### TASK BRIEF:
When every entry has been read, print each one back exactly.

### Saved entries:
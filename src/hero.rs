//! Hero image handling: decode, uniform fit scaling, centered placement,
//! alpha-masked compositing.

use std::path::Path;

use anyhow::Context as _;
use image::RgbaImage;

use crate::{
    composite,
    error::{CardError, CardResult},
    surface::CardSurface,
    theme::{HERO_MAX_HEIGHT, HERO_MAX_WIDTH_FRAC},
};

/// Read and decode the hero into straight RGBA8. Sources without an alpha
/// channel come out fully opaque.
pub fn load_hero(path: &Path) -> CardResult<RgbaImage> {
    let bytes =
        std::fs::read(path).with_context(|| format!("read hero image '{}'", path.display()))?;
    let decoded = image::load_from_memory(&bytes)
        .with_context(|| format!("decode hero image '{}'", path.display()))?;
    Ok(decoded.to_rgba8())
}

/// Scaled hero dimensions: one uniform factor, the tighter of "half the
/// canvas width" and the fixed height cap. Small heroes scale up.
pub fn fit_dimensions(
    hero_w: u32,
    hero_h: u32,
    canvas_w: u32,
) -> CardResult<(u32, u32)> {
    if hero_w == 0 || hero_h == 0 {
        return Err(CardError::raster("hero image has zero dimension"));
    }
    let scale = f32::min(
        canvas_w as f32 * HERO_MAX_WIDTH_FRAC / hero_w as f32,
        HERO_MAX_HEIGHT as f32 / hero_h as f32,
    );
    let w = ((hero_w as f32 * scale).floor() as u32).max(1);
    let h = ((hero_h as f32 * scale).floor() as u32).max(1);
    Ok((w, h))
}

/// Top-left corner that centers a `w`x`h` block on the canvas.
pub fn centered_offset(canvas_w: u32, canvas_h: u32, w: u32, h: u32) -> (u32, u32) {
    ((canvas_w.saturating_sub(w)) / 2, (canvas_h.saturating_sub(h)) / 2)
}

/// Resize the hero and composite it centered on the canvas, masked by its
/// own alpha.
pub fn composite_hero(canvas: &mut CardSurface, hero: &RgbaImage) -> CardResult<()> {
    let (w, h) = fit_dimensions(hero.width(), hero.height(), canvas.width)?;
    let scaled = image::imageops::resize(hero, w, h, image::imageops::FilterType::Lanczos3);
    let (x, y) = centered_offset(canvas.width, canvas.height, w, h);
    tracing::debug!(w, h, x, y, "hero placed");
    composite::blit_over(canvas, scaled.as_raw(), w, h, x, y)
}

#[cfg(test)]
mod tests {
    use std::io::Cursor;

    use super::*;

    #[test]
    fn fit_is_width_bound_for_wide_heroes() {
        // 2400x300 against a 1200-wide canvas: scale 0.25.
        assert_eq!(fit_dimensions(2400, 300, 1200).unwrap(), (600, 75));
    }

    #[test]
    fn fit_is_height_bound_for_tall_heroes() {
        // 300x2400: scale 480/2400 = 0.2.
        assert_eq!(fit_dimensions(300, 2400, 1200).unwrap(), (60, 480));
    }

    #[test]
    fn fit_scales_small_heroes_up() {
        // 100x50: scale min(6.0, 9.6) = 6.0.
        assert_eq!(fit_dimensions(100, 50, 1200).unwrap(), (600, 300));
    }

    #[test]
    fn fit_preserves_aspect_ratio_within_a_pixel() {
        let (w, h) = fit_dimensions(797, 449, 1200).unwrap();
        let got = w as f32 / h as f32;
        let want = 797.0 / 449.0;
        assert!((got - want).abs() * h as f32 <= 1.0 + f32::EPSILON * want);
        assert!(w <= 600 && h <= 480);
    }

    #[test]
    fn fit_rejects_degenerate_heroes() {
        assert!(fit_dimensions(0, 10, 1200).is_err());
        assert!(fit_dimensions(10, 0, 1200).is_err());
    }

    #[test]
    fn centered_offset_matches_floor_halves() {
        assert_eq!(centered_offset(1200, 630, 600, 450), (300, 90));
        assert_eq!(centered_offset(1200, 630, 601, 449), (299, 90));
    }

    #[test]
    fn load_hero_decodes_png_and_keeps_alpha() {
        let img = RgbaImage::from_raw(2, 1, vec![10, 20, 30, 128, 40, 50, 60, 255]).unwrap();
        let mut buf = Vec::new();
        image::DynamicImage::ImageRgba8(img)
            .write_to(&mut Cursor::new(&mut buf), image::ImageFormat::Png)
            .unwrap();

        let dir = std::env::temp_dir().join("ogcard_hero_decode");
        std::fs::create_dir_all(&dir).unwrap();
        let path = dir.join("hero.png");
        std::fs::write(&path, &buf).unwrap();

        let hero = load_hero(&path).unwrap();
        assert_eq!(hero.dimensions(), (2, 1));
        assert_eq!(hero.get_pixel(0, 0).0, [10, 20, 30, 128]);
    }

    #[test]
    fn load_hero_fails_on_undecodable_bytes() {
        let dir = std::env::temp_dir().join("ogcard_hero_decode");
        std::fs::create_dir_all(&dir).unwrap();
        let path = dir.join("not-an-image.png");
        std::fs::write(&path, b"definitely not a png").unwrap();
        assert!(load_hero(&path).is_err());
    }

    #[test]
    fn fully_transparent_hero_leaves_canvas_untouched() {
        let mut canvas = CardSurface::filled(1200, 630, [45, 90, 61, 255]).unwrap();
        let before = canvas.data.clone();
        let hero = RgbaImage::from_raw(4, 4, vec![0u8; 4 * 4 * 4]).unwrap();
        composite_hero(&mut canvas, &hero).unwrap();
        assert_eq!(canvas.data, before);
    }

    #[test]
    fn opaque_hero_covers_the_canvas_center() {
        let mut canvas = CardSurface::filled(1200, 630, [0, 0, 0, 255]).unwrap();
        let hero = RgbaImage::from_pixel(10, 10, image::Rgba([255, 0, 0, 255]));
        composite_hero(&mut canvas, &hero).unwrap();
        // 10x10 scales to 480x480 at (360, 75); the center must be red.
        let center = canvas.pixel(600, 315);
        assert!(center[0] >= 250 && center[1] <= 5 && center[2] <= 5);
        assert_eq!(center[3], 255);
        // Far corner stays background.
        assert_eq!(canvas.pixel(0, 0), [0, 0, 0, 255]);
    }
}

### RESPONSE AREA:
filename src/hero.rs
//! Hero image handling: decode, uniform fit scaling, centered placement,
//! alpha-masked compositing.

use std::path::Path;

use anyhow::Context as _;
use image::RgbaImage;

use crate::{
    composite,
    error::{CardError, CardResult},
    surface::CardSurface,
    theme::{HERO_MAX_HEIGHT, HERO_MAX_WIDTH_FRAC},
};

/// Read and decode the hero into straight RGBA8. Sources without an alpha
/// channel come out fully opaque.
pub fn load_hero(path: &Path) -> CardResult<RgbaImage> {
    let bytes =
        std::fs::read(path).with_context(|| format!("read hero image '{}'", path.display()))?;
    let decoded = image::load_from_memory(&bytes)
        .with_context(|| format!("decode hero image '{}'", path.display()))?;
    Ok(decoded.to_rgba8())
}

/// Scaled hero dimensions: one uniform factor, the tighter of "half the
/// canvas width" and the fixed height cap. Small heroes scale up.
pub fn fit_dimensions(
    hero_w: u32,
    hero_h: u32,
    canvas_w: u32,
) -> CardResult<(u32, u32)> {
    if hero_w == 0 || hero_h == 0 {
        return Err(CardError::raster("hero image has zero dimension"));
    }
    let scale = f32::min(
        canvas_w as f32 * HERO_MAX_WIDTH_FRAC / hero_w as f32,
        HERO_MAX_HEIGHT as f32 / hero_h as f32,
    );
    let w = ((hero_w as f32 * scale).floor() as u32).max(1);
    let h = ((hero_h as f32 * scale).floor() as u32).max(1);
    Ok((w, h))
}

/// Top-left corner that centers a `w`x`h` block on the canvas.
pub fn centered_offset(canvas_w: u32, canvas_h: u32, w: u32, h: u32) -> (u32, u32) {
    ((canvas_w.saturating_sub(w)) / 2, (canvas_h.saturating_sub(h)) / 2)
}

/// Resize the hero and composite it centered on the canvas, masked by its
/// own alpha.
pub fn composite_hero(canvas: &mut CardSurface, hero: &RgbaImage) -> CardResult<()> {
    let (w, h) = fit_dimensions(hero.width(), hero.height(), canvas.width)?;
    let scaled = image::imageops::resize(hero, w, h, image::imageops::FilterType::Lanczos3);
    let (x, y) = centered_offset(canvas.width, canvas.height, w, h);
    tracing::debug!(w, h, x, y, "hero placed");
    composite::blit_over(canvas, scaled.as_raw(), w, h, x, y)
}

#[cfg(test)]
mod tests {
    use std::io::Cursor;

    use super::*;

    #[test]
    fn fit_is_width_bound_for_wide_heroes() {
        // 2400x300 against a 1200-wide canvas: scale 0.25.
        assert_eq!(fit_dimensions(2400, 300, 1200).unwrap(), (600, 75));
    }

    #[test]
    fn fit_is_height_bound_for_tall_heroes() {
        // 300x2400: scale 480/2400 = 0.2.
        assert_eq!(fit_dimensions(300, 2400, 1200).unwrap(), (60, 480));
    }

    #[test]
    fn fit_scales_small_heroes_up() {
        // 100x50: scale min(6.0, 9.6) = 6.0.
        assert_eq!(fit_dimensions(100, 50, 1200).unwrap(), (600, 300));
    }

    #[test]
    fn fit_preserves_aspect_ratio_within_a_pixel() {
        let (w, h) = fit_dimensions(797, 449, 1200).unwrap();
        let got = w as f32 / h as f32;
        let want = 797.0 / 449.0;
        assert!((got - want).abs() * h as f32 <= 1.0 + f32::EPSILON * want);
        assert!(w <= 600 && h <= 480);
    }

    #[test]
    fn fit_rejects_degenerate_heroes() {
        assert!(fit_dimensions(0, 10, 1200).is_err());
        assert!(fit_dimensions(10, 0, 1200).is_err());
    }

    #[test]
    fn centered_offset_matches_floor_halves() {
        assert_eq!(centered_offset(1200, 630, 600, 450), (300, 90));
        assert_eq!(centered_offset(1200, 630, 601, 449), (299, 90));
    }

    #[test]
    fn load_hero_decodes_png_and_keeps_alpha() {
        let img = RgbaImage::from_raw(2, 1, vec![10, 20, 30, 128, 40, 50, 60, 255]).unwrap();
        let mut buf = Vec::new();
        image::DynamicImage::ImageRgba8(img)
            .write_to(&mut Cursor::new(&mut buf), image::ImageFormat::Png)
            .unwrap();

        let dir = std::env::temp_dir().join("ogcard_hero_decode");
        std::fs::create_dir_all(&dir).unwrap();
        let path = dir.join("hero.png");
        std::fs::write(&path, &buf).unwrap();

        let hero = load_hero(&path).unwrap();
        assert_eq!(hero.dimensions(), (2, 1));
        assert_eq!(hero.get_pixel(0, 0).0, [10, 20, 30, 128]);
    }

    #[test]
    fn load_hero_fails_on_undecodable_bytes() {
        let dir = std::env::temp_dir().join("ogcard_hero_decode");
        std::fs::create_dir_all(&dir).unwrap();
        let path = dir.join("not-an-image.png");
        std::fs::write(&path, b"definitely not a png").unwrap();
        assert!(load_hero(&path).is_err());
    }

    #[test]
    fn fully_transparent_hero_leaves_canvas_untouched() {
        let mut canvas = CardSurface::filled(1200, 630, [45, 90, 61, 255]).unwrap();
        let before = canvas.data.clone();
        let hero = RgbaImage::from_raw(4, 4, vec![0u8; 4 * 4 * 4]).unwrap();
        composite_hero(&mut canvas, &hero).unwrap();
        assert_eq!(canvas.data, before);
    }

    #[test]
    fn opaque_hero_covers_the_canvas_center() {
        let mut canvas = CardSurface::filled(1200, 630, [0, 0, 0, 255]).unwrap();
        let hero = RgbaImage::from_pixel(10, 10, image::Rgba([255, 0, 0, 255]));
        composite_hero(&mut canvas, &hero).unwrap();
        // 10x10 scales to 480x480 at (360, 75); the center must be red.
        let center = canvas.pixel(600, 315);
        assert!(center[0] >= 250 && center[1] <= 5 && center[2] <= 5);
        assert_eq!(center[3], 255);
        // Far corner stays background.
        assert_eq!(canvas.pixel(0, 0), [0, 0, 0, 255]);
    }
}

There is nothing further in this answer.